(Material shown)

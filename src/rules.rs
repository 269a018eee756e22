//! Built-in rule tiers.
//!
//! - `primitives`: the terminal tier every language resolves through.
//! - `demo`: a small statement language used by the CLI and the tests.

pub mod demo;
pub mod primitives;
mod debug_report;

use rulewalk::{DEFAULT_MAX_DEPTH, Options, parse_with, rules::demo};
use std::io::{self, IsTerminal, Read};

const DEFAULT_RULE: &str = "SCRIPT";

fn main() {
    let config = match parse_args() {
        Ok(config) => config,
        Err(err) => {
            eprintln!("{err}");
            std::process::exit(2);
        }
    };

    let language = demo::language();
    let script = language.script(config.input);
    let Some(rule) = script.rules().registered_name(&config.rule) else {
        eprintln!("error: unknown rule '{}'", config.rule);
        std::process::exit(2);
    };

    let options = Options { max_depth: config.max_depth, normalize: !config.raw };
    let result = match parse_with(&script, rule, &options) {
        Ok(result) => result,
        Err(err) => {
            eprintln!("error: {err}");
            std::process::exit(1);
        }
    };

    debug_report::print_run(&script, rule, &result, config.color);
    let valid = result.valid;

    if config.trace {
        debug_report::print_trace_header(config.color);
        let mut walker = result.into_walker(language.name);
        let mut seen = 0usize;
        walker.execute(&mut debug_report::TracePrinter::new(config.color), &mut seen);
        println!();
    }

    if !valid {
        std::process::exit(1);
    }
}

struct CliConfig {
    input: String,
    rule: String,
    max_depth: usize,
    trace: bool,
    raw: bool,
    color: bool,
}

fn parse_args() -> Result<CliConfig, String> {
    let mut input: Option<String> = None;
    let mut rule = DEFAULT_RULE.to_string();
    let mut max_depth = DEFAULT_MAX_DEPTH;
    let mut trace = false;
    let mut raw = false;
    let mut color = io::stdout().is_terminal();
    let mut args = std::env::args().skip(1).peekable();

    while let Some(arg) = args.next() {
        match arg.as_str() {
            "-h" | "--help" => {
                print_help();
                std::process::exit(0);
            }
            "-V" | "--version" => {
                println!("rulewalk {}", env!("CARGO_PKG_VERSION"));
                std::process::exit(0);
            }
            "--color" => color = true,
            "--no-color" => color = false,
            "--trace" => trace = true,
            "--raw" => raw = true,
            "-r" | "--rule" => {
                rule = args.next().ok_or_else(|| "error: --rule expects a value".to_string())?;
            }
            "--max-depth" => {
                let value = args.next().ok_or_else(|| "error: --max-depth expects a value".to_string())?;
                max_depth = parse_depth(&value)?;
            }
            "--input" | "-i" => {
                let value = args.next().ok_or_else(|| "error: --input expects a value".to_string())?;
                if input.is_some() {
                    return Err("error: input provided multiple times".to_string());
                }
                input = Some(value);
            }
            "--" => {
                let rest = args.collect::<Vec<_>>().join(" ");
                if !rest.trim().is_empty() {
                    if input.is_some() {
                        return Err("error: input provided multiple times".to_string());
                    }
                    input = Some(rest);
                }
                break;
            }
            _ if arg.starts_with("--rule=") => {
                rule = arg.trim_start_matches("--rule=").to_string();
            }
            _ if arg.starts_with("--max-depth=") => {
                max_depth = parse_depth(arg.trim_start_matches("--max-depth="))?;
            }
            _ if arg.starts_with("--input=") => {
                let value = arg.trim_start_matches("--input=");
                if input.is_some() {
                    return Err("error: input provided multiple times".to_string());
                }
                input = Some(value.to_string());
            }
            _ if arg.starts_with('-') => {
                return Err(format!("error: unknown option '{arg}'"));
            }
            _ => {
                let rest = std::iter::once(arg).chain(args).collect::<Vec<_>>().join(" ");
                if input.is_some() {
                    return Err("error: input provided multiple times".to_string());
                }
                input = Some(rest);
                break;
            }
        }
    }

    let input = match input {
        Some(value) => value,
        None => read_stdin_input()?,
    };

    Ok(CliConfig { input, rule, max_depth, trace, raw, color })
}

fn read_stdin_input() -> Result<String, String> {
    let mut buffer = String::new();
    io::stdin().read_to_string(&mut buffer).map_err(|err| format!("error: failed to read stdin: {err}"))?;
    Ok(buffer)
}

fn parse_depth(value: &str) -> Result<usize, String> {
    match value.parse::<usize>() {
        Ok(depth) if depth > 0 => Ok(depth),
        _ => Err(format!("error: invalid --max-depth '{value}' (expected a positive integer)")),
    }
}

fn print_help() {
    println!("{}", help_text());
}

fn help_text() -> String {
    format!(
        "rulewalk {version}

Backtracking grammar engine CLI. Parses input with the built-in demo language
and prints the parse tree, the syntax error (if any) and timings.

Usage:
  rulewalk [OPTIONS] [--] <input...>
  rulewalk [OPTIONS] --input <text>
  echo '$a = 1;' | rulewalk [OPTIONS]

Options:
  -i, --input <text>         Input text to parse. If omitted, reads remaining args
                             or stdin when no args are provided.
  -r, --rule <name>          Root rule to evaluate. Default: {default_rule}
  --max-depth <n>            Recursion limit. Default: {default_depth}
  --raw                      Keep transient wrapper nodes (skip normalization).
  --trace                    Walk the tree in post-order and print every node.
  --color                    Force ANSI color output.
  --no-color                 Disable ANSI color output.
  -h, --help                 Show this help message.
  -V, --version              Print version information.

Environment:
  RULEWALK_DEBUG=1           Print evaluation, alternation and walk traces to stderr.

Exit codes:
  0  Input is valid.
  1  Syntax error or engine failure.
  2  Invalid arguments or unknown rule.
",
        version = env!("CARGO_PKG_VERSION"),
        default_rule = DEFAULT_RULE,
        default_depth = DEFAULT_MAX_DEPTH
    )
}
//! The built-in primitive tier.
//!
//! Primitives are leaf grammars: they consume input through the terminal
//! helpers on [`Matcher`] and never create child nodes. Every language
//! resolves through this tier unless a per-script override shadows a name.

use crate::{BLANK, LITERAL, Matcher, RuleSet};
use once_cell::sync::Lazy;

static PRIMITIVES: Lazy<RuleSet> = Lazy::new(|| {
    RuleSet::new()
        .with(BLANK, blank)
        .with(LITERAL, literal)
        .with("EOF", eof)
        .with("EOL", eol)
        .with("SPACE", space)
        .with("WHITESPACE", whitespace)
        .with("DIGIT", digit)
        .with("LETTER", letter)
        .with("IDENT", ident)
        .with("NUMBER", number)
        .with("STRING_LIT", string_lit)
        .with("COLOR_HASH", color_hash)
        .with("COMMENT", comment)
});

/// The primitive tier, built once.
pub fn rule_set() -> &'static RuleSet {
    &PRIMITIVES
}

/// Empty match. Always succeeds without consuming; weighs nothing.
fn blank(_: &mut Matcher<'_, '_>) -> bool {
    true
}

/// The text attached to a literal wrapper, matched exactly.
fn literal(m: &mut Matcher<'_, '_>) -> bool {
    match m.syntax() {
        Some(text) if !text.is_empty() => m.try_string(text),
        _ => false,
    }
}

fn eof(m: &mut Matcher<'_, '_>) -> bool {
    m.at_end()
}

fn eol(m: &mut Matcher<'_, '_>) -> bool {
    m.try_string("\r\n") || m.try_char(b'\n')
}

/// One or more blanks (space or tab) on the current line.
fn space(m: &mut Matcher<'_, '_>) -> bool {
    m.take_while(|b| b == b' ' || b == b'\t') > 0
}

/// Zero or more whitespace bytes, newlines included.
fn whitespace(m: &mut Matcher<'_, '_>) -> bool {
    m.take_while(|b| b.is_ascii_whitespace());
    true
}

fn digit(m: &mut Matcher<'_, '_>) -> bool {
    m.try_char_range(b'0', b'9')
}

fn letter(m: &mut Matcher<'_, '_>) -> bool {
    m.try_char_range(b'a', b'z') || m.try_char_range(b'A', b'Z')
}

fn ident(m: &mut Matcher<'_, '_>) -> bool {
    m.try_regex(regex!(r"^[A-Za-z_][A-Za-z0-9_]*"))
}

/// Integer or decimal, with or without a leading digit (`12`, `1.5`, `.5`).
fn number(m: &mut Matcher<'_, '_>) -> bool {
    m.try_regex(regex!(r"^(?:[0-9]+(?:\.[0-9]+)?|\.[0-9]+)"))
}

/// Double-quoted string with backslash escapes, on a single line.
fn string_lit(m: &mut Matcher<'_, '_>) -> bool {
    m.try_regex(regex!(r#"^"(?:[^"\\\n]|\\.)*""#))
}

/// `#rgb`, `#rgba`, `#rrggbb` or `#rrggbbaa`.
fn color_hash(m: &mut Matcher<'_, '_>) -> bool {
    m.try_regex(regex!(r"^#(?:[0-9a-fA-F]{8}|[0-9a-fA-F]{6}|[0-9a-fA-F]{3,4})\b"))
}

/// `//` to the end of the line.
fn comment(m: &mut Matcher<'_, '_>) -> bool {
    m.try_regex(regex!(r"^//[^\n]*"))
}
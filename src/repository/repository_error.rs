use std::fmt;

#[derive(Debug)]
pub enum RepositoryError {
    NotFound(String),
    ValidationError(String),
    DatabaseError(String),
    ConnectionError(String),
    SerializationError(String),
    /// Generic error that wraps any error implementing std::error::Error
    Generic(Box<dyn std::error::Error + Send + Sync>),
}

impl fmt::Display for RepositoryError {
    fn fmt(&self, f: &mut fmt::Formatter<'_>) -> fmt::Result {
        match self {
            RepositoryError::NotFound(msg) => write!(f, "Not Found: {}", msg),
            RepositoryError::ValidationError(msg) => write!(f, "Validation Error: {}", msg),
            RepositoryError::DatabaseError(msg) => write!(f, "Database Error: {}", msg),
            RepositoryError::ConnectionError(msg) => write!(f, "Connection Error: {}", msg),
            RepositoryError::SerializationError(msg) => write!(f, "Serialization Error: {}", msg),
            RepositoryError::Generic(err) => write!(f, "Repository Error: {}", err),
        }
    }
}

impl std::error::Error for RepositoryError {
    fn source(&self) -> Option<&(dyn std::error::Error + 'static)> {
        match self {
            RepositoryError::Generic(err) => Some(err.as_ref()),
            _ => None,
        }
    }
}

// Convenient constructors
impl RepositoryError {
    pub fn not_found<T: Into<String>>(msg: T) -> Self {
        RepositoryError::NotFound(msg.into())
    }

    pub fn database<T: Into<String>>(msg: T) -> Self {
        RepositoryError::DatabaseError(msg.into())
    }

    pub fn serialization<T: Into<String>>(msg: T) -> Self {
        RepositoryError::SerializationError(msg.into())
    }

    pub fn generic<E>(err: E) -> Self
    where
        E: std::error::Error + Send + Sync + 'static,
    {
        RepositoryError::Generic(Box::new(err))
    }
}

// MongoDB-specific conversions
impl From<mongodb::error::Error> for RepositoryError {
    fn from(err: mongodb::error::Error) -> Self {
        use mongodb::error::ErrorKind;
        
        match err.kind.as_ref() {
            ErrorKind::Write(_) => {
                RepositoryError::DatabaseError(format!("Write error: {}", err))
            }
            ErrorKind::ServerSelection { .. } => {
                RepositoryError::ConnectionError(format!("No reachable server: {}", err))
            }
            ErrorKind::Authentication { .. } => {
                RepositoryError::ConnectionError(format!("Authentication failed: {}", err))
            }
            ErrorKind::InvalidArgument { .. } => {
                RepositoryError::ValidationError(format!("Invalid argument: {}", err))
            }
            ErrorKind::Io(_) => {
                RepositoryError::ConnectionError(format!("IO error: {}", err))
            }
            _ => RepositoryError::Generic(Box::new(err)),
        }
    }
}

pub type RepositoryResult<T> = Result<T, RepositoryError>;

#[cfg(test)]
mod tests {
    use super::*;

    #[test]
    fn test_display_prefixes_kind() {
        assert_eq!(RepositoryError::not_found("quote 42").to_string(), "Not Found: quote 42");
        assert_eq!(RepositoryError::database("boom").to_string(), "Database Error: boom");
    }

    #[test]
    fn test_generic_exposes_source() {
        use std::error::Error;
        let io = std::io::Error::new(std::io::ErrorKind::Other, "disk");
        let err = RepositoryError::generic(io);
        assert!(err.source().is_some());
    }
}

(End Material shown)
(Material shown)

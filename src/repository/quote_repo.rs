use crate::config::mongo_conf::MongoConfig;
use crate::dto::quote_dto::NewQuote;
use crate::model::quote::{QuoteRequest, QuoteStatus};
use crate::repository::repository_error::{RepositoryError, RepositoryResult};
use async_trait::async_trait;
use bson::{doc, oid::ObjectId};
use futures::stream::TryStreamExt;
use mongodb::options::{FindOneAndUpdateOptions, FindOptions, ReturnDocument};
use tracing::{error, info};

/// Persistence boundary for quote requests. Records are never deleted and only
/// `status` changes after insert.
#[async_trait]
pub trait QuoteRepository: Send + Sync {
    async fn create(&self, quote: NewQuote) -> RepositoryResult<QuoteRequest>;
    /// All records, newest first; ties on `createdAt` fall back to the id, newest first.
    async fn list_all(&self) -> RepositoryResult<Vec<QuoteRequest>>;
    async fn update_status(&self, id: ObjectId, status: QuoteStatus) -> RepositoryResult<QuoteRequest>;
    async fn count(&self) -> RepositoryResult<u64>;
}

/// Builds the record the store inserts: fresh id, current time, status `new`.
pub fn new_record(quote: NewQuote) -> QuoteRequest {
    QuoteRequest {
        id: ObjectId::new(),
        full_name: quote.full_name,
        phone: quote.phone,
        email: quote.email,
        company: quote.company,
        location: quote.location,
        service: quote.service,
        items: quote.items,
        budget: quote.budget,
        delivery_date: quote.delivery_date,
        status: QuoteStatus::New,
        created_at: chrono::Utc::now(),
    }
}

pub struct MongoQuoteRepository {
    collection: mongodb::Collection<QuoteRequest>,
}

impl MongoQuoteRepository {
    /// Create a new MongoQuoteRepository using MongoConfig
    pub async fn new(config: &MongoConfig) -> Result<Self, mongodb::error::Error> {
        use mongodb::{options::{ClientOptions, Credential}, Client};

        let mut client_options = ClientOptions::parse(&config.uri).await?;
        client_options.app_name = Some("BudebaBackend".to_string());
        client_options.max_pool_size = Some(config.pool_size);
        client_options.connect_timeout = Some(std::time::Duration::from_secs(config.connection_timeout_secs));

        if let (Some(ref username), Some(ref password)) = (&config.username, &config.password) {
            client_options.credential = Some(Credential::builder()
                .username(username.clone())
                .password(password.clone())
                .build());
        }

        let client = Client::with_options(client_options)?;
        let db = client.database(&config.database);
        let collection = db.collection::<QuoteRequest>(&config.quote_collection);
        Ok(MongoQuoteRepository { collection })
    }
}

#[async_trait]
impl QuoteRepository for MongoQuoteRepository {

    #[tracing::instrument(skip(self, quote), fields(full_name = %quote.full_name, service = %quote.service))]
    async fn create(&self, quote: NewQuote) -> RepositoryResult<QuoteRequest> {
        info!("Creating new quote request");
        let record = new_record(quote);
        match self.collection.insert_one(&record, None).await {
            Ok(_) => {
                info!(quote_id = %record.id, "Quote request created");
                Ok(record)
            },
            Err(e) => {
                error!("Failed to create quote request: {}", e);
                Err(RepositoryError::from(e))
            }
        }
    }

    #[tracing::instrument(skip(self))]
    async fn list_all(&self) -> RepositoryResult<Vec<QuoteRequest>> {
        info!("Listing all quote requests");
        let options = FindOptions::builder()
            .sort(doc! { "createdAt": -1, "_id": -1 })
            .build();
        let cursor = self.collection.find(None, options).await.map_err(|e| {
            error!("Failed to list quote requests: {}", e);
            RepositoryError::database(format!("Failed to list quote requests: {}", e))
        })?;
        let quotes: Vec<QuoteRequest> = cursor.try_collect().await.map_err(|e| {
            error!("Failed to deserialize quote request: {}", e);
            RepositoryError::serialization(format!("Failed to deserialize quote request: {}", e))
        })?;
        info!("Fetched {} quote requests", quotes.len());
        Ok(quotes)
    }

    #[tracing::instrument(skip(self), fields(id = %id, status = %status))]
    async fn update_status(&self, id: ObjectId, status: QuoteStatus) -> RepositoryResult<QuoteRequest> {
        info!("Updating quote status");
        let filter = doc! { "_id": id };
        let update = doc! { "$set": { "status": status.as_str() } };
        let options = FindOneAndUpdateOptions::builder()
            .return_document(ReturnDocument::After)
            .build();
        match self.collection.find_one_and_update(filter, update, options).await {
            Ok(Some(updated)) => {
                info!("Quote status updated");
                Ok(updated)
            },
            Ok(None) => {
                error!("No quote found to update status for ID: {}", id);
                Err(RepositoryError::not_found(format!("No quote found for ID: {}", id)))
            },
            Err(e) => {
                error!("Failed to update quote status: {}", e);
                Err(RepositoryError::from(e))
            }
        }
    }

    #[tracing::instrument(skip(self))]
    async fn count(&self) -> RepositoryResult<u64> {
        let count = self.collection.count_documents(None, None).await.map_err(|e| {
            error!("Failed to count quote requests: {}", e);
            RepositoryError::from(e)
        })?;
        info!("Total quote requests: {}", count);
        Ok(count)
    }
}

(End Material shown)

Working from the entries above, filter out every line that lacks "resolves" and copy what remains.

Task result:
//! - `primitives`: the terminal tier every language resolves through.
//! resolves through this tier unless a per-script override shadows a name.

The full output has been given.